EXERCISE INSTRUCTIONS = What is needed is a copy of each line in the listing below that contains "TokenRefresher".

THE DATA =
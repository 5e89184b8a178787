//! HTTP behavior of the task client and the refresh handshake against a
//! local mock server.

use std::time::Duration;

use pretty_assertions::assert_eq;
use serde_json::json;
use wiremock::matchers::{body_partial_json, header, method, path};
use wiremock::{Mock, MockServer, ResponseTemplate};

use nebula_fleet::client::{RetryPolicy, TaskApi, TaskClient};
use nebula_fleet::compute::TaskResult;
use nebula_fleet::error::{ClientError, RefreshError};
use nebula_fleet::shutdown::Shutdown;
use nebula_fleet::token::{ChallengeSigner, TokenRefresh, TokenRefresher};

const TASK_PATH: &str = "/open_compute/finish/task";

/// Fast retry policy so exhaustion tests finish quickly.
fn test_policy() -> RetryPolicy {
    RetryPolicy {
        max_attempts: 3,
        base_delay: Duration::from_millis(10),
    }
}

fn client_for(server: &MockServer) -> TaskClient {
    TaskClient::new(reqwest::Client::new(), server.uri(), test_policy())
}

#[tokio::test]
async fn fetch_parses_task_from_service_envelope() {
    let server = MockServer::start().await;
    Mock::given(method("POST"))
        .and(path(TASK_PATH))
        .and(header("token", "tok-abc"))
        .respond_with(ResponseTemplate::new(200).set_body_json(json!({
            "code": 0,
            "data": {
                "matrix_size": 4,
                "seed1": 11,
                "seed2": 22,
                "task_id": "t-77"
            }
        })))
        .expect(1)
        .mount(&server)
        .await;

    let (_handle, shutdown) = Shutdown::new();
    let task = client_for(&server)
        .fetch_task("tok-abc", &shutdown)
        .await
        .unwrap();

    assert_eq!(task.matrix_size, 4);
    assert_eq!(task.seed1, 11);
    assert_eq!(task.seed2, 22);
    assert_eq!(task.task_id, "t-77");
}

#[tokio::test]
async fn fetch_surfaces_rejection_without_retrying() {
    let server = MockServer::start().await;
    Mock::given(method("POST"))
        .and(path(TASK_PATH))
        .respond_with(ResponseTemplate::new(401))
        .expect(1)
        .mount(&server)
        .await;

    let (_handle, shutdown) = Shutdown::new();
    let err = client_for(&server)
        .fetch_task("tok-abc", &shutdown)
        .await
        .unwrap_err();

    assert!(matches!(err, ClientError::CredentialRejected));
}

#[tokio::test]
async fn fetch_retries_server_errors_then_gives_up() {
    let server = MockServer::start().await;
    Mock::given(method("POST"))
        .and(path(TASK_PATH))
        .respond_with(ResponseTemplate::new(500))
        .expect(3)
        .mount(&server)
        .await;

    let (_handle, shutdown) = Shutdown::new();
    let err = client_for(&server)
        .fetch_task("tok-abc", &shutdown)
        .await
        .unwrap_err();

    assert!(
        matches!(err, ClientError::FetchFailed { attempts: 3, .. }),
        "unexpected error: {err}"
    );
}

#[tokio::test]
async fn fetch_retries_nonzero_service_codes() {
    let server = MockServer::start().await;
    Mock::given(method("POST"))
        .and(path(TASK_PATH))
        .respond_with(ResponseTemplate::new(200).set_body_json(json!({ "code": 1102 })))
        .expect(3)
        .mount(&server)
        .await;

    let (_handle, shutdown) = Shutdown::new();
    let err = client_for(&server)
        .fetch_task("tok-abc", &shutdown)
        .await
        .unwrap_err();

    match err {
        ClientError::FetchFailed { attempts, reason } => {
            assert_eq!(attempts, 3);
            assert!(reason.contains("1102"), "reason: {reason}");
        }
        other => panic!("unexpected error: {other}"),
    }
}

#[tokio::test]
async fn submit_sends_fixed_precision_results() {
    let server = MockServer::start().await;
    Mock::given(method("POST"))
        .and(path(TASK_PATH))
        .and(header("token", "tok-abc"))
        .and(body_partial_json(json!({
            "result_1": "1.5000000000",
            "result_2": "0.2500000000",
            "task_id": "t-77"
        })))
        .respond_with(ResponseTemplate::new(200).set_body_json(json!({
            "code": 0,
            "data": { "calc_status": true }
        })))
        .expect(1)
        .mount(&server)
        .await;

    let (_handle, shutdown) = Shutdown::new();
    let result = TaskResult { r1: 1.5, r2: 0.25 };
    client_for(&server)
        .submit_result("tok-abc", &result, "t-77", &shutdown)
        .await
        .unwrap();
}

#[tokio::test]
async fn submit_treats_unaccepted_result_as_failure() {
    let server = MockServer::start().await;
    // code 0 but calc_status false: the service did not accept the result.
    Mock::given(method("POST"))
        .and(path(TASK_PATH))
        .respond_with(ResponseTemplate::new(200).set_body_json(json!({
            "code": 0,
            "data": { "calc_status": false }
        })))
        .expect(3)
        .mount(&server)
        .await;

    let (_handle, shutdown) = Shutdown::new();
    let result = TaskResult { r1: 1.0, r2: 1.0 };
    let err = client_for(&server)
        .submit_result("tok-abc", &result, "t-77", &shutdown)
        .await
        .unwrap_err();

    assert!(
        matches!(err, ClientError::SubmitFailed { attempts: 3, .. }),
        "unexpected error: {err}"
    );
}

#[tokio::test]
async fn fetch_cancelled_by_shutdown_mid_request() {
    let server = MockServer::start().await;
    Mock::given(method("POST"))
        .and(path(TASK_PATH))
        .respond_with(
            ResponseTemplate::new(200)
                .set_delay(Duration::from_secs(30))
                .set_body_json(json!({ "code": 0 })),
        )
        .mount(&server)
        .await;

    let (handle, shutdown) = Shutdown::new();
    let client = client_for(&server);
    let fetch = tokio::spawn(async move { client.fetch_task("tok-abc", &shutdown).await });

    tokio::time::sleep(Duration::from_millis(100)).await;
    handle.shutdown();

    let err = tokio::time::timeout(Duration::from_secs(5), fetch)
        .await
        .expect("fetch did not cancel")
        .unwrap()
        .unwrap_err();
    assert!(matches!(err, ClientError::Cancelled));
}

// Refresh handshake tests.

struct StaticSigner;

impl ChallengeSigner for StaticSigner {
    fn public_key(&self) -> &str {
        "pk-1"
    }

    fn sign(&self, _message: &str, _timestamp: i64) -> Result<String, RefreshError> {
        Ok("sig-1".to_string())
    }
}

fn refresher_for(server: &MockServer) -> TokenRefresher {
    TokenRefresher::new(
        reqwest::Client::new(),
        server.uri(),
        std::sync::Arc::new(StaticSigner),
    )
}

#[tokio::test]
async fn refresh_runs_challenge_verify_handshake() {
    let server = MockServer::start().await;
    Mock::given(method("GET"))
        .and(path("/api/auth/challenge"))
        .respond_with(
            ResponseTemplate::new(200).set_body_json(json!({ "message": "prove-it" })),
        )
        .expect(1)
        .mount(&server)
        .await;
    Mock::given(method("POST"))
        .and(path("/api/auth/verify"))
        .and(body_partial_json(json!({
            "message": "prove-it",
            "signature": "sig-1",
            "publicKey": "pk-1"
        })))
        .respond_with(
            ResponseTemplate::new(200).set_body_json(json!({ "token": "fresh-token" })),
        )
        .expect(1)
        .mount(&server)
        .await;

    let token = refresher_for(&server).refresh("old-token").await.unwrap();
    assert_eq!(token, "fresh-token");
}

#[tokio::test]
async fn refresh_fails_when_challenge_unavailable() {
    let server = MockServer::start().await;
    Mock::given(method("GET"))
        .and(path("/api/auth/challenge"))
        .respond_with(ResponseTemplate::new(503))
        .expect(1)
        .mount(&server)
        .await;

    let err = refresher_for(&server).refresh("old-token").await.unwrap_err();
    assert!(matches!(
        err,
        RefreshError::ChallengeUnavailable { status: 503 }
    ));
}

#[tokio::test]
async fn refresh_fails_when_verify_returns_no_token() {
    let server = MockServer::start().await;
    Mock::given(method("GET"))
        .and(path("/api/auth/challenge"))
        .respond_with(ResponseTemplate::new(200).set_body_json(json!({ "message": "m" })))
        .mount(&server)
        .await;
    Mock::given(method("POST"))
        .and(path("/api/auth/verify"))
        .respond_with(ResponseTemplate::new(200).set_body_json(json!({})))
        .mount(&server)
        .await;

    let err = refresher_for(&server).refresh("old-token").await.unwrap_err();
    assert!(matches!(err, RefreshError::ExchangeRejected { .. }));
}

COMPLETED EXERCISE =
use nebula_fleet::token::{ChallengeSigner, TokenRefresh, TokenRefresher};
fn refresher_for(server: &MockServer) -> TokenRefresher {
    TokenRefresher::new(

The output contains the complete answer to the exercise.